(Bloomberg) -- Norman Mains, the chief investment officer at Burton Malkiel’s WaveFront Capital who advocated that hedge fund strategies should be available to mutual fund clients, has died. He was 72.
He died June 22 at his home in Napa, California, his wife Ginna Beharry, said in a telephone interview. The cause was cancer.
Last August, Mains joined WaveFront after more than 45 years as an economist and investment adviser. Malkiel, a professor of economics at Princeton University in New Jersey and author of the stock market classic, “A Random Walk Down Wall Street,” is the firm’s chairman and co-founder. WaveFront focuses on investing in emerging markets and China through diversified portfolios, an options strategy and “the exploitation of unique market inefficiencies,” according to its website.
“Norman was a wise and thoughtful student of financial markets with a unique ability to bridge the gap between theory and practice,” Malkiel said in an e-mail.
Mains, who earned a Ph.D. in economics at the University of Warwick in the U.K., arrived at WaveFront after six years as managing director and chief risk officer at San Francisco-based Forward Management, now part of Salient Partners.
In his 2014 book, “Winning with Liquid Alternatives,” Mains advocated for his former firm’s specialization “in investment products that use the techniques and strategies employed by hedge funds.” These investments, he wrote, offered clients “daily liquidity, high transparency and the regulatory regime of mutual funds.”
From 2001 to 2009, Mains was chief investment officer at Morgan Stanley’s Graystone Research. The Chicago-based unit specialized in designing customized funds of hedge funds for wealthy clients, he said. Mains oversaw the growth of Graystone’s fund of hedge funds platform by 15-fold to $6 billion, WaveFront said in a release announcing his hiring.
Mains wrote that he “was always amazed” at how many individuals had $50 million to invest and that the typical Graystone client had at least that amount to put to work.
“What is it that ultra-high-net-worth investors are seeking allocating to hedge funds?” he asked. “The answer is straightforward: acceptably high returns with risk controls that moderate losses. But why should these types of investments be limited to the wealthiest investors? They shouldn’t.”
Mains began his career in 1969, as an economist at the Investment Company Institute, a Washington-based industry association. In 1975, he moved to the Federal Reserve Board as a senior economist. There, he met Beharry, who worked as a research assistant at the central bank, while standing in the cafeteria line.
In 1982, Mains became director of research for financial futures and options at New York-based Drexel Burnham Lambert. He left a year after the 1987 stock market crash, when two Drexel futures funds he was involved with lost half their value.

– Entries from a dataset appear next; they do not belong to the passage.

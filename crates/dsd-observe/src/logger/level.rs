use std::{fmt, str::FromStr};

use tracing::level_filters::LevelFilter;
use tracing_subscriber::EnvFilter;

use crate::logger::error::LoggerError;

const DEFAULT_LEVEL: &str = "warn";

/// Validated filter for the subscriber.
///
/// A bare token must name a level (`off`, `error` ... `trace`, or the log4js names
/// `fatal`, `all` and `mark`); anything else is rejected instead of being read as a
/// target name, which would silence every event. Strings containing `=` or `,` are
/// full `EnvFilter` directives (`dsd_discover=debug,warn`) and are passed through.
#[derive(Debug, Clone, PartialEq, Eq)]
pub struct LoggerLevel(String);

impl LoggerLevel {
    pub fn new(level: &str) -> Result<Self, LoggerError> {
        let norm = level.trim();
        let invalid = || LoggerError::InvalidLogLevel(level.to_string());
        if norm.is_empty() {
            return Err(invalid());
        }

        if norm.contains(['=', ',']) {
            EnvFilter::try_new(norm).map_err(|_| invalid())?;
            return Ok(Self(norm.to_string()));
        }

        let filter = match norm.to_ascii_lowercase().as_str() {
            "fatal" => LevelFilter::ERROR,
            "all" => LevelFilter::TRACE,
            "mark" => LevelFilter::INFO,
            other => LevelFilter::from_str(other).map_err(|_| invalid())?,
        };
        let name = filter
            .into_level()
            .map_or_else(|| "off".to_string(), |l| l.as_str().to_ascii_lowercase());
        Ok(Self(name))
    }

    pub fn as_str(&self) -> &str {
        &self.0
    }
}

impl Default for LoggerLevel {
    fn default() -> Self {
        Self(DEFAULT_LEVEL.to_string())
    }
}

impl FromStr for LoggerLevel {
    type Err = LoggerError;

    fn from_str(s: &str) -> Result<Self, Self::Err> {
        Self::new(s)
    }
}

impl fmt::Display for LoggerLevel {
    fn fmt(&self, f: &mut fmt::Formatter<'_>) -> fmt::Result {
        f.write_str(&self.0)
    }
}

“It proved a lasting lesson for me that financial market outcomes can be highly unpredictable, and therefore adequate risk control is paramount,” he wrote in “Winning With Liquid Alternatives.”
Following jobs at two other firms, in 1993 Mains moved to the Chicago Mercantile Exchange as chief economist and director of research.
At WaveFront, “we were attracted to his resume and his gravitas,” Michael Loukas, a managing principal, said in a telephone interview. “His history in the investment busine27ss was quite impressive.” The firm manages $50 million in assets.
Norman Ellsworth Mains was born July 15, 1943, in Wichita, Kansas, to Norman Mains and the former Mary Lucille Matthews, his wife said. His father was a regional branch manager for General Cable Corp. and the family lived in Denver.
Mains worked as a draftsman to put himself through the University of Colorado Boulder, earning two degrees in economics: a bachelor’s in 1966 and a master’s the following year. He then followed a professor to the University of Warwick, which awarded his doctorate in 1973.
His marriage to Marilyn Anne Laing ended in divorce. They had a son, Norman Ellsworth Mains III, who survives him. His survivors also include his two sons with Beharry, Clinton and Spencer, and two grandchildren.